## Exercise aim
Beginning with the line that holds "let values = extract_numeric_values(data, keys);", write out the remaining lines of the material exactly, the last line included.

## Stored data
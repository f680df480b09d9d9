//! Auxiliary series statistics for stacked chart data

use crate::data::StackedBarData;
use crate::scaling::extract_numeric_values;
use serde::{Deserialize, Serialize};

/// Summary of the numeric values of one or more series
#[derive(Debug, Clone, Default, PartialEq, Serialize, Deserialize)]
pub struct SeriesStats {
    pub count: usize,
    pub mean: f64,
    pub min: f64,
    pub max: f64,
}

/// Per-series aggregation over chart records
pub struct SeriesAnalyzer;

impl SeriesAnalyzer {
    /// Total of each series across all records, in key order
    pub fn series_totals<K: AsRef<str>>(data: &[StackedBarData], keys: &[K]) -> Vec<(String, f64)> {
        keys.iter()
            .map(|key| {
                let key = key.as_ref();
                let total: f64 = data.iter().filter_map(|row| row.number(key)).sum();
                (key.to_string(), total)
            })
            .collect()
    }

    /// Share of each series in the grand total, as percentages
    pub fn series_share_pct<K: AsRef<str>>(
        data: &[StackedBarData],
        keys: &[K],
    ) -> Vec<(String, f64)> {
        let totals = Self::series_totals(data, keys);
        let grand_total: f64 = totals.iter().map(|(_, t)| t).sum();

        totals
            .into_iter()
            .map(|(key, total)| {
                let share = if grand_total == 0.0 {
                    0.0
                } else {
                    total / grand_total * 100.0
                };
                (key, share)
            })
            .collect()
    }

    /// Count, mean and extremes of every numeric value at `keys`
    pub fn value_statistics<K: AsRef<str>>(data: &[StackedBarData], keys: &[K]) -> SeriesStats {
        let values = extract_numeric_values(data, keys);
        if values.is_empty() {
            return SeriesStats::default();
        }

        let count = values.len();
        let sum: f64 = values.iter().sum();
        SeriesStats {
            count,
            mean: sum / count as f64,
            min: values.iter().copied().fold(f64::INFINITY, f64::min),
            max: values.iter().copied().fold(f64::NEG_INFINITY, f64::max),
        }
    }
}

## Response
        let values = extract_numeric_values(data, keys);
        if values.is_empty() {
            return SeriesStats::default();
        }

        let count = values.len();
        let sum: f64 = values.iter().sum();
        SeriesStats {
            count,
            mean: sum / count as f64,
            min: values.iter().copied().fold(f64::INFINITY, f64::min),
            max: values.iter().copied().fold(f64::NEG_INFINITY, f64::max),
        }
    }
}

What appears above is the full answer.